WordPress Avada premium theme <= 7.8.1 - Cross-Site Request Forgery (CSRF) vulnerability

Vulnerability

A Cross-Site Request Forgery (CSRF) vulnerability exists in the ThemeFusion Avada premium theme for WordPress, versions 7.8.1 and earlier. The issue allows an attacker to perform unauthorized actions, such as installing or activating arbitrary plugins, by tricking an authenticated administrator into visiting a malicious page [1].

Exploitation

To exploit the vulnerability, an attacker must craft a malicious link or form that submits a request to the Avada theme's admin functionality.

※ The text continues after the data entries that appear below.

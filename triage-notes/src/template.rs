//! Note templates with explicit placeholder bindings.
//!
//! Every placeholder a template body mentions is bound to an accessor on
//! [`ClinicalDocumentation`]. An accessor yields `None` for a value that was never
//! captured, which renders as [`NOT_RECORDED`]; an empty string renders as-is.

use triage_core::{TriageError, TriageResult};

use crate::documentation::format_measurement;
use crate::{ClinicalDocumentation, NotesConfig, NOT_RECORDED};

pub type Accessor = fn(&ClinicalDocumentation, &NotesConfig) -> TriageResult<Option<String>>;

/// Binds one `{placeholder}` to the value it is filled with.
#[derive(Clone, Copy)]
pub struct Slot {
    pub placeholder: &'static str,
    pub accessor: Accessor,
}

#[derive(Clone, Copy)]
pub struct Template {
    pub name: &'static str,
    pub body: &'static str,
    pub slots: &'static [Slot],
}

impl Template {
    /// Fill every placeholder in a single pass, so a substituted value is never
    /// scanned for placeholders itself. The result is trimmed.
    pub fn render(
        &self,
        doc: &ClinicalDocumentation,
        config: &NotesConfig,
    ) -> TriageResult<String> {
        let mut rendered = String::with_capacity(self.body.len());
        let mut rest = self.body;

        while let Some(open) = rest.find('{') {
            rendered.push_str(&rest[..open]);
            let after = &rest[open + 1..];
            let close = after.find('}').ok_or_else(|| {
                TriageError::Template(format!("unclosed placeholder in {} template", self.name))
            })?;

            let placeholder = &after[..close];
            let slot = self
                .slots
                .iter()
                .find(|slot| slot.placeholder == placeholder)
                .ok_or_else(|| {
                    TriageError::Template(format!(
                        "{} template has no binding for {{{placeholder}}}",
                        self.name
                    ))
                })?;

            let value = (slot.accessor)(doc, config)?;
            rendered.push_str(value.as_deref().unwrap_or(NOT_RECORDED));
            rest = &after[close + 1..];
        }
        rendered.push_str(rest);

        Ok(rendered.trim().to_string())
    }
}

pub const HISTORY: Template = Template {
    name: "history",
    body: "**Age:** {age}
**Gender:** {gender}

**Allergies:** {allergies}
**Social history:** {social_history}
**History of chronic illness:** {chronic_illness}
**Obstetric history:** {obs}

**Vitals:**
**Height:** {doc_hgt}
**Weight:** {doc_wgt}
**Heart rate:** {doc_bpm}
**Blood pressure:** {doc_bpr}
**Mean upper arm circumference:** {doc_muc}
**Temperature:** {doc_tmp}
**Respiratory rate:** {doc_rr}
**SpO2:** {doc_sp2}

**Chief complaint:** {cc}

**Clinical notes:**
{clinical_notes_clean}

**Structured examinations recorded:** {examination}",
    slots: &[
        Slot {
            placeholder: "age",
            accessor: |doc, _| Ok(Some(doc.age.clone())),
        },
        Slot {
            placeholder: "gender",
            accessor: |doc, _| Ok(Some(doc.gender.clone())),
        },
        Slot {
            placeholder: "allergies",
            accessor: |doc, _| Ok(doc.allergies.clone()),
        },
        Slot {
            placeholder: "social_history",
            accessor: |doc, _| Ok(doc.social_history.clone()),
        },
        Slot {
            placeholder: "chronic_illness",
            accessor: |doc, _| Ok(doc.chronic_illness.clone()),
        },
        Slot {
            placeholder: "obs",
            accessor: |doc, _| Ok(doc.obs.clone()),
        },
        Slot {
            placeholder: "doc_hgt",
            accessor: |doc, _| Ok(doc.doc_hgt.map(format_measurement)),
        },
        Slot {
            placeholder: "doc_wgt",
            accessor: |doc, _| Ok(doc.doc_wgt.map(format_measurement)),
        },
        Slot {
            placeholder: "doc_bpm",
            accessor: |doc, _| Ok(doc.doc_bpm.map(format_measurement)),
        },
        Slot {
            placeholder: "doc_bpr",
            accessor: |doc, _| Ok(doc.doc_bpr.clone()),
        },
        Slot {
            placeholder: "doc_muc",
            accessor: |doc, _| Ok(doc.doc_muc.clone()),
        },
        Slot {
            placeholder: "doc_tmp",
            accessor: |doc, _| Ok(doc.doc_tmp.map(format_measurement)),
        },
        Slot {
            placeholder: "doc_rr",
            accessor: |doc, _| Ok(doc.doc_rr.map(format_measurement)),
        },
        Slot {
            placeholder: "doc_sp2",
            accessor: |doc, _| Ok(doc.doc_sp2.map(format_measurement)),
        },
        Slot {
            placeholder: "cc",
            accessor: |doc, _| Ok(doc.cc.clone()),
        },
        Slot {
            placeholder: "clinical_notes_clean",
            accessor: |doc, _| Ok(doc.clinical_notes_clean.clone()),
        },
        Slot {
            placeholder: "examination",
            accessor: |doc, _| Ok(doc.examination.clone()),
        },
    ],
};

pub const INVESTIGATIONS: Template = Template {
    name: "investigations",
    body: "**Investigations conducted:**
{lab_test_clean}",
    slots: &[Slot {
        placeholder: "lab_test_clean",
        accessor: |doc, config| doc.lab_test_clean(config),
    }],
};

pub const DIAGNOSIS: Template = Template {
    name: "diagnosis",
    body: "**Diagnoses:**
{dx}",
    slots: &[Slot {
        placeholder: "dx",
        accessor: |doc, _| Ok(doc.dx.clone()),
    }],
};

pub const TREATMENT: Template = Template {
    name: "treatment",
    body: "**Referrals:**
{referrals}

**Medications:**
{rx}",
    slots: &[
        Slot {
            placeholder: "referrals",
            accessor: |doc, _| Ok(doc.referrals.clone()),
        },
        Slot {
            placeholder: "rx",
            accessor: |doc, _| Ok(doc.rx.clone()),
        },
    ],
};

The victim must be logged in as an administrator and interact with the crafted request (e.g., by clicking a link). No other authentication or network position is required beyond the standard web access.

Impact

Successful exploitation enables the attacker to install or activate any WordPress plugin without authorization. This can lead to full site compromise, as the attacker could install malicious plugins that execute arbitrary code, steal data, or further escalate privileges.

Mitigation

The vulnerability is fixed in Avada version 7.8.2 and later. Users should update their theme to the latest version available. The changelog [1] provides details on the update. If upgrade is not possible, consider restricting access to WordPress admin pages or employing CSRF protection mechanisms.